Instructions for the task: Nothing in the data below may be left out; return all of it exactly.
◇ ◇ ◇ ◇ ◇
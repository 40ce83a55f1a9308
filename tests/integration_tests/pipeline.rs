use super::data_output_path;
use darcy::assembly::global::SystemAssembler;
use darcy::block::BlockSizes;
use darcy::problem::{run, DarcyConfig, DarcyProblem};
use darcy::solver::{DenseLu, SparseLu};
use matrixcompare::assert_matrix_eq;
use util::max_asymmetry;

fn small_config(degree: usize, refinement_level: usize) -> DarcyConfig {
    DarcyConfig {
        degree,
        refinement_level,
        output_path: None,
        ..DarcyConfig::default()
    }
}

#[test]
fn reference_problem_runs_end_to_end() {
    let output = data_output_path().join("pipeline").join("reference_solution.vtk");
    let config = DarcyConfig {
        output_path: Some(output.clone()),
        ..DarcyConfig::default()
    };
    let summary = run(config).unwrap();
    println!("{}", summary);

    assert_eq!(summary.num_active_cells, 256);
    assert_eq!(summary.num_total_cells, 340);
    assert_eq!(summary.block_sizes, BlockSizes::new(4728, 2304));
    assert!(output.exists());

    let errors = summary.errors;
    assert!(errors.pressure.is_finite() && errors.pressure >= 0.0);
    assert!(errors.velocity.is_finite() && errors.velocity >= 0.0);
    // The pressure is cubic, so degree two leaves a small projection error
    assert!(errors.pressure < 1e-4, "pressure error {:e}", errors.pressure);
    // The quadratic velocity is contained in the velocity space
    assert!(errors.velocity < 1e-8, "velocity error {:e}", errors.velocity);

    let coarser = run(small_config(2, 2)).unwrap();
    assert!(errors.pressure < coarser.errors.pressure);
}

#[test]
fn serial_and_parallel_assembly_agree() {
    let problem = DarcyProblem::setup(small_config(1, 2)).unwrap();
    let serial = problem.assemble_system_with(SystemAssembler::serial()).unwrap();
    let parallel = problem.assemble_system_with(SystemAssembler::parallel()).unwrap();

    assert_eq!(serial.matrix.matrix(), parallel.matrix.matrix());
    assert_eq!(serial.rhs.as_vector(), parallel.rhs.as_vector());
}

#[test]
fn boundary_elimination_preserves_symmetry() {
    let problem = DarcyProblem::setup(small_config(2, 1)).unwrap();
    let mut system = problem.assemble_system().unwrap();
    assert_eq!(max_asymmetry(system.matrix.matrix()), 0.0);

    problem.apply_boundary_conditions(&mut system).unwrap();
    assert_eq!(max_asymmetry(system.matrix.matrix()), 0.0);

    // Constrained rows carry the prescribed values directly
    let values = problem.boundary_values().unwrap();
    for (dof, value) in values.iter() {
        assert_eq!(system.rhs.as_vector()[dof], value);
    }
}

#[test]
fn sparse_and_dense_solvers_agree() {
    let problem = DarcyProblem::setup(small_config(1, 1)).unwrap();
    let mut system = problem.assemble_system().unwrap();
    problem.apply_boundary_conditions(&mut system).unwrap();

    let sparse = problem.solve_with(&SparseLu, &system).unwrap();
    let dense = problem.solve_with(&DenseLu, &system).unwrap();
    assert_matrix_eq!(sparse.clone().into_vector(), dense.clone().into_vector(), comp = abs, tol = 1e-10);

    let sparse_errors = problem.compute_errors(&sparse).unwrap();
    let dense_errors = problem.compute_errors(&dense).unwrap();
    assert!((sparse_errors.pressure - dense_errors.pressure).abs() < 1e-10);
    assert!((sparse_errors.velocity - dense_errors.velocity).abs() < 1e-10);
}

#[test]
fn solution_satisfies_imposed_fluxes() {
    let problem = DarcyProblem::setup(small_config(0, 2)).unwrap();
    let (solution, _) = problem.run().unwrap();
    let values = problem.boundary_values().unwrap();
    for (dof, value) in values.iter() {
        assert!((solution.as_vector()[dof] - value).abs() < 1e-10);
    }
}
◇ ◇ ◇ ◇ ◇
Response to this exercise:
repository 40ce83a55f1a9308
filename tests/integration_tests/pipeline.rs
use super::data_output_path;
use darcy::assembly::global::SystemAssembler;
use darcy::block::BlockSizes;
use darcy::problem::{run, DarcyConfig, DarcyProblem};
use darcy::solver::{DenseLu, SparseLu};
use matrixcompare::assert_matrix_eq;
use util::max_asymmetry;

fn small_config(degree: usize, refinement_level: usize) -> DarcyConfig {
    DarcyConfig {
        degree,
        refinement_level,
        output_path: None,
        ..DarcyConfig::default()
    }
}

#[test]
fn reference_problem_runs_end_to_end() {
    let output = data_output_path().join("pipeline").join("reference_solution.vtk");
    let config = DarcyConfig {
        output_path: Some(output.clone()),
        ..DarcyConfig::default()
    };
    let summary = run(config).unwrap();
    println!("{}", summary);

    assert_eq!(summary.num_active_cells, 256);
    assert_eq!(summary.num_total_cells, 340);
    assert_eq!(summary.block_sizes, BlockSizes::new(4728, 2304));
    assert!(output.exists());

    let errors = summary.errors;
    assert!(errors.pressure.is_finite() && errors.pressure >= 0.0);
    assert!(errors.velocity.is_finite() && errors.velocity >= 0.0);
    // The pressure is cubic, so degree two leaves a small projection error
    assert!(errors.pressure < 1e-4, "pressure error {:e}", errors.pressure);
    // The quadratic velocity is contained in the velocity space
    assert!(errors.velocity < 1e-8, "velocity error {:e}", errors.velocity);

    let coarser = run(small_config(2, 2)).unwrap();
    assert!(errors.pressure < coarser.errors.pressure);
}

#[test]
fn serial_and_parallel_assembly_agree() {
    let problem = DarcyProblem::setup(small_config(1, 2)).unwrap();
    let serial = problem.assemble_system_with(SystemAssembler::serial()).unwrap();
    let parallel = problem.assemble_system_with(SystemAssembler::parallel()).unwrap();

    assert_eq!(serial.matrix.matrix(), parallel.matrix.matrix());
    assert_eq!(serial.rhs.as_vector(), parallel.rhs.as_vector());
}

#[test]
fn boundary_elimination_preserves_symmetry() {
    let problem = DarcyProblem::setup(small_config(2, 1)).unwrap();
    let mut system = problem.assemble_system().unwrap();
    assert_eq!(max_asymmetry(system.matrix.matrix()), 0.0);

    problem.apply_boundary_conditions(&mut system).unwrap();
    assert_eq!(max_asymmetry(system.matrix.matrix()), 0.0);

    // Constrained rows carry the prescribed values directly
    let values = problem.boundary_values().unwrap();
    for (dof, value) in values.iter() {
        assert_eq!(system.rhs.as_vector()[dof], value);
    }
}

#[test]
fn sparse_and_dense_solvers_agree() {
    let problem = DarcyProblem::setup(small_config(1, 1)).unwrap();
    let mut system = problem.assemble_system().unwrap();
    problem.apply_boundary_conditions(&mut system).unwrap();

    let sparse = problem.solve_with(&SparseLu, &system).unwrap();
    let dense = problem.solve_with(&DenseLu, &system).unwrap();
    assert_matrix_eq!(sparse.clone().into_vector(), dense.clone().into_vector(), comp = abs, tol = 1e-10);

    let sparse_errors = problem.compute_errors(&sparse).unwrap();
    let dense_errors = problem.compute_errors(&dense).unwrap();
    assert!((sparse_errors.pressure - dense_errors.pressure).abs() < 1e-10);
    assert!((sparse_errors.velocity - dense_errors.velocity).abs() < 1e-10);
}

#[test]
fn solution_satisfies_imposed_fluxes() {
    let problem = DarcyProblem::setup(small_config(0, 2)).unwrap();
    let (solution, _) = problem.run().unwrap();
    let values = problem.boundary_values().unwrap();
    for (dof, value) in values.iter() {
        assert!((solution.as_vector()[dof] - value).abs() < 1e-10);
    }
}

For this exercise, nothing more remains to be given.